What can professional bodies do about it?
There are certain types of problems that only appear if the organization is already successful. We have effective training programs. The content is authoritative. Learners trust it. Pass rates are high and practitioners feel confident. And behind them are experts – clinical supervisors, lead instructors, subject matter experts – whose knowledge, opinions and judgment are woven into every module.
And someone asks, “Can we extend this?” The honest answer is “Yes, but not in the way you think.”
Experts are not bottlenecks. They are products.
When L&D teams start talking about scale, the conversation usually quickly turns to efficiency. Even more content. Better templates. Shortened production cycle. Underlying it all is the assumption that the expert is the bottleneck, someone who needs to be removed from the process in order to make it move more quickly. This assumption is fatally wrong for professional training.
In general corporate learning, the content is mostly interchangeable. Your data protection compliance slide deck or workplace safety video doesn’t need to include the unique voice of a particular expert. It needs to be precise, clear, and memorable.

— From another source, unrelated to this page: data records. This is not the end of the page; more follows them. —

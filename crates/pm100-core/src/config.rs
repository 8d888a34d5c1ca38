//! Runtime configuration for the scanner and the telemetry server.
//!
//! Stored as JSON. Every field has a default so partial files are accepted.

use std::net::Ipv4Addr;
use std::path::{Path, PathBuf};
use std::time::Duration;

use serde::{Deserialize, Serialize};
use tokio::fs;

use crate::error::ConfigError;
use crate::net::SEARCH_MASK;
use crate::protocol::DISCOVERY_PORT;

/// Top-level configuration file.
#[derive(Debug, Clone, Default, PartialEq, Eq, Serialize, Deserialize)]
#[serde(rename_all = "camelCase")]
pub struct CoreConfig {
    #[serde(default)]
    pub discovery: DiscoveryConfig,
    #[serde(default)]
    pub server: ServerConfig,
}

/// UDP discovery settings.
#[derive(Debug, Clone, PartialEq, Eq, Serialize, Deserialize)]
#[serde(rename_all = "camelCase")]
pub struct DiscoveryConfig {
    /// Port devices listen on; the scan socket binds the same port
    #[serde(default = "default_discovery_port")]
    pub port: u16,

    /// Mask applied to local addresses to derive broadcast targets
    #[serde(default = "default_search_mask")]
    pub search_mask: Ipv4Addr,

    /// Delay between discovery sends
    #[serde(default = "default_resend_interval")]
    pub resend_interval_ms: u64,

    /// Total discovery sends per scan, the first one included
    #[serde(default = "default_send_count")]
    pub send_count: u32,

    /// Explicit targets; when non-empty they replace the interface-derived
    /// broadcast addresses
    #[serde(default)]
    pub targets: Vec<Ipv4Addr>,

    /// Receive buffer requested for the scan socket
    #[serde(default = "default_recv_buffer_size")]
    pub recv_buffer_size: usize,
}

/// Telemetry server settings.
#[derive(Debug, Clone, PartialEq, Eq, Serialize, Deserialize)]
#[serde(rename_all = "camelCase")]
pub struct ServerConfig {
    #[serde(default = "default_bind_address")]
    pub bind_address: Ipv4Addr,

    #[serde(default = "default_server_port")]
    pub port: u16,

    /// A connection that stays silent this long is force-closed
    #[serde(default = "default_idle_timeout")]
    pub idle_timeout_ms: u64,

    /// Grace period between half-close and force-close on shutdown
    #[serde(default = "default_close_grace")]
    pub close_grace_ms: u64,

    /// TCP keep-alive idle time
    #[serde(default = "default_keepalive")]
    pub keepalive_secs: u64,
}

fn default_discovery_port() -> u16 {
    DISCOVERY_PORT
}

fn default_search_mask() -> Ipv4Addr {
    SEARCH_MASK
}

fn default_resend_interval() -> u64 {
    2000
}

fn default_send_count() -> u32 {
    5
}

fn default_recv_buffer_size() -> usize {
    1024 * 1024
}

fn default_bind_address() -> Ipv4Addr {
    Ipv4Addr::UNSPECIFIED
}

fn default_server_port() -> u16 {
    9002
}

fn default_idle_timeout() -> u64 {
    3000
}

fn default_close_grace() -> u64 {
    500
}

fn default_keepalive() -> u64 {
    5
}

impl Default for DiscoveryConfig {
    fn default() -> Self {
        Self {
            port: default_discovery_port(),
            search_mask: default_search_mask(),
            resend_interval_ms: default_resend_interval(),
            send_count: default_send_count(),
            targets: Vec::new(),
            recv_buffer_size: default_recv_buffer_size(),
        }
    }
}

impl Default for ServerConfig {
    fn default() -> Self {
        Self {
            bind_address: default_bind_address(),
            port: default_server_port(),
            idle_timeout_ms: default_idle_timeout(),
            close_grace_ms: default_close_grace(),
            keepalive_secs: default_keepalive(),
        }
    }
}

impl DiscoveryConfig {
    pub fn resend_interval(&self) -> Duration {
        Duration::from_millis(self.resend_interval_ms)
    }

    pub fn validate(&self) -> Result<(), ConfigError> {
        if self.port == 0 {
            return Err(ConfigError::Invalid("discovery.port must be non-zero".into()));
        }
        if self.send_count == 0 {
            return Err(ConfigError::Invalid("discovery.sendCount must be at least 1".into()));
        }
        if self.resend_interval_ms == 0 {
            return Err(ConfigError::Invalid(
                "discovery.resendIntervalMs must be non-zero".into(),
            ));
        }
        Ok(())
    }
}

impl ServerConfig {
    pub fn idle_timeout(&self) -> Duration {
        Duration::from_millis(self.idle_timeout_ms)
    }

    pub fn close_grace(&self) -> Duration {
        Duration::from_millis(self.close_grace_ms)
    }

    pub fn keepalive(&self) -> Duration {
        Duration::from_secs(self.keepalive_secs)
    }

    pub fn validate(&self) -> Result<(), ConfigError> {
        if self.idle_timeout_ms == 0 {
            return Err(ConfigError::Invalid("server.idleTimeoutMs must be non-zero".into()));
        }
        Ok(())
    }
}

impl CoreConfig {
    pub fn validate(&self) -> Result<(), ConfigError> {
        self.discovery.validate()?;
        self.server.validate()
    }

    /// Load and validate a config file.
    pub async fn load(path: &Path) -> Result<Self, ConfigError> {
        if !path.exists() {
            return Err(ConfigError::NotFound(path.display().to_string()));
        }

        let content = fs::read_to_string(path).await?;
        let config: CoreConfig = serde_json::from_str(&content)?;
        config.validate()?;
        Ok(config)
    }

    /// Load `path`, or return the defaults when it does not exist.
    pub async fn load_or_default(path: &Path) -> Result<Self, ConfigError> {
        match Self::load(path).await {
            Err(ConfigError::NotFound(_)) => Ok(Self::default()),
            other => other,
        }
    }

    /// Write the config as pretty JSON, creating parent directories.
    pub async fn save(&self, path: &Path) -> Result<(), ConfigError> {
        if let Some(parent) = path.parent() {
            fs::create_dir_all(parent).await?;
        }
        let content = serde_json::to_string_pretty(self)?;
        fs::write(path, content).await?;
        Ok(())
    }
}

/// Platform-specific default location of the config file.
pub fn default_config_path() -> Option<PathBuf> {
    directories::ProjectDirs::from("", "pm100", "pm100-tool")
        .map(|dirs| dirs.config_dir().join("config.json"))
}
//! GraphML serialization of an [`AttributedGraph`].

use crate::document::AttributedGraph;
use notegraph_core::{Error, Result, ResultExt};
use std::fmt::Write as _;
use std::path::Path;

pub const GRAPHML_NAMESPACE: &str = "http://graphml.graphdrawing.org/xmlns";
pub const XSI_NAMESPACE: &str = "http://www.w3.org/2001/XMLSchema-instance";
pub const GRAPHML_SCHEMA_LOCATION: &str =
    "http://graphml.graphdrawing.org/xmlns http://www.yworks.com/xml/schema/graphml/1.1/ygraphml.xsd";

/// Writes GraphML documents
pub struct GraphMlWriter;

impl GraphMlWriter {
    /// Render the document as indented GraphML
    pub fn to_string(document: &AttributedGraph) -> String {
        let mut xml = String::new();
        // Writing into a String cannot fail
        let _ = Self::render(document, &mut xml);
        xml
    }

    /// Write the document to any writer
    pub fn write<W: std::io::Write>(document: &AttributedGraph, mut writer: W) -> Result<()> {
        writer.write_all(Self::to_string(document).as_bytes())?;
        writer.flush()?;
        Ok(())
    }

    /// Create (or truncate) `path` and write the document to it
    pub fn write_to_path(document: &AttributedGraph, path: impl AsRef<Path>) -> Result<()> {
        let path = path.as_ref();
        std::fs::write(path, Self::to_string(document))
            .map_err(Error::from)
            .with_context(|| format!("Failed to write GraphML file [{}]", path.display()))?;
        log::info!(
            "Wrote [{}] nodes and [{}] edges to [{}]",
            document.nodes.len(),
            document.edges.len(),
            path.display()
        );
        Ok(())
    }

    fn render(document: &AttributedGraph, xml: &mut String) -> std::fmt::Result {
        writeln!(xml, r#"<?xml version="1.0" encoding="UTF-8"?>"#)?;
        writeln!(
            xml,
            r#"<graphml xmlns="{}" xmlns:xsi="{}" xsi:schemaLocation="{}">"#,
            GRAPHML_NAMESPACE, XSI_NAMESPACE, GRAPHML_SCHEMA_LOCATION
        )?;

        for key in &document.keys {
            writeln!(
                xml,
                r#"  <key id="{}" for="{}" attr.name="{}" attr.type="{}"></key>"#,
                escape(&key.id),
                key.domain.as_str(),
                escape(&key.name),
                escape(&key.attr_type)
            )?;
        }

        let edge_default = if document.directed {
            "directed"
        } else {
            "undirected"
        };
        writeln!(
            xml,
            r#"  <graph id="{}" edgedefault="{}">"#,
            escape(&document.id),
            edge_default
        )?;

        for node in &document.nodes {
            writeln!(xml, r#"    <node id="{}">"#, escape(&node.id))?;
            for (key, value) in node.data() {
                writeln!(xml, r#"      <data key="{}">{}</data>"#, key, escape(value))?;
            }
            writeln!(xml, "    </node>")?;
        }

        for edge in &document.edges {
            writeln!(
                xml,
                r#"    <edge id="{}" source="{}" target="{}">"#,
                escape(&edge.id),
                escape(&edge.source),
                escape(&edge.target)
            )?;
            for (key, value) in edge.data() {
                writeln!(xml, r#"      <data key="{}">{}</data>"#, key, escape(value))?;
            }
            writeln!(xml, "    </edge>")?;
        }

        writeln!(xml, "  </graph>")?;
        writeln!(xml, "</graphml>")
    }
}

/// Escape text for use in XML content and attribute values
pub fn escape(value: &str) -> String {
    let mut escaped = String::with_capacity(value.len());
    for c in value.chars() {
        match c {
            '&' => escaped.push_str("&amp;"),
            '<' => escaped.push_str("&lt;"),
            '>' => escaped.push_str("&gt;"),
            '"' => escaped.push_str("&quot;"),
            '\'' => escaped.push_str("&apos;"),
            '\n' => escaped.push_str("&#xA;"),
            '\r' => escaped.push_str("&#xD;"),
            '\t' => escaped.push_str("&#x9;"),
            c => escaped.push(c),
        }
    }
    escaped
}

But psychotherapy certification programs are different. Regulated healthcare training courses are different. Professional certification programs in high-stakes fields are different. In this situation, the expert’s perspective is not just a decoration, but a certification itself. Learners are not just acquiring information; They have been indoctrinated into a particular way of understanding their field by someone whose authority, experience, and particular way of framing concepts gives credibility to the content.
If you take that away, your training won’t scale up. I replaced it with something cheaper and less valuable. Learners may not be able to immediately explain the difference, but they will be able to feel it.
real scaling problem
The psychotherapy training organization I worked with encountered this problem firsthand. Their lead clinical supervisor (whose approach underpinned the entire accreditation philosophy) was driving six cohorts per year across two modalities. Adding a seventh group meant giving her more to take on. Adding an eighth made the program feel thinner. Her presence was already expanding. Her availability was at its limit.
The instinctive reaction was to bring in additional facilitators. talented people. Have clinical qualifications. However, learners quickly noticed the difference. It wasn’t because the new facilitator was worse, it was because they weren’t her. The composition was different. The examples were different. The way complex clinical scenarios unfolded in supervision was different. What the students had come looking for quietly left the room.
This is a real scale training issue, not an operational issue. It’s a question of fidelity.
A framework for scaling training without loss of fidelity
After working with several professional organizations to address this issue, we have come to believe that the solution lies in three distinctions that most L&D teams confuse.
1. Separate presence and availability
Experts can’t be in six places at the same time. But their presence – their voice, their framework, their particular clinical or professional perspective – can be made permanent. This means seriously investing in understanding how they think, not just what they teach. Long recording of case discussion. Annotated working example. Supervision sessions are documented in sufficient detail so that inferences as well as conclusions are preserved. The goal is to create a set of materials that will serve as a permanent record of expert judgment, one that will go beyond just an overview and allow new facilitators to participate.
2. Distinguish between content that can be standardized and content that cannot.
Not all programs rely on the unique voices of experts. Regulatory frameworks, evaluation criteria, procedural guidance – these can be standardized and templated without loss. However, clinical reasoning, ethical decision making, and complex case formulation are not possible. The mistake most organizations make is treating these two categories the same. Standardize everything and in doing so flatten the parts that actually matter. Clearly map the curriculum against this distinction. Think honestly about where standardization helps learners and where it quietly hurts them.
3. Incorporate version control into your content governance
Expertise evolves. Clinical standards change. Practitioners with 20 years of experience think differently in their 20th year than they did in their 10th year. If a training program is built around a specific articulation of their thinking, and that thinking subsequently develops, then a silent accuracy problem arises that grows invisibly with each cohort.
Professional training organizations rarely have a formal process for this. In most cases, the content is correct at the time of creation, so it works under the assumption that it is up to date. Scaling organizations treat the evolving perspectives of experts as a living source of information rather than a static one, and accordingly build review cycles into their governance.
What does good scaling actually look like?
The psychotherapy organizations I mentioned have finally found a model that works. The lead supervisor continued to be the authoritative voice regarding clinical content. However, a significant investment was made to fully document her reasoning rather than in summary form. That means how she approaches complex presentations, the frameworks she arrives at, and the moments she drives trainees’ thinking. This became the introductory material for all new facilitators joining the program.
The facilitators who came after her did not try to imitate her. They had the opportunity to understand the program’s underlying clinical philosophy deep enough to teach from the same location. It’s not the same word. It’s the same root. This difference is paramount when building training that requires both scalability and reliability.
Questions worth asking
Before an organization commits to expansion plans, there is one question worth seriously considering. So what actually works in training? Also, will it hold up to the training you’re about to do?
Not all training programs are built on expert fidelity as I described. For some, scaling is easy. But for organizations whose answer to that question is “I don’t know because I’m an expert,” the honest job is to fully understand it before you start optimizing.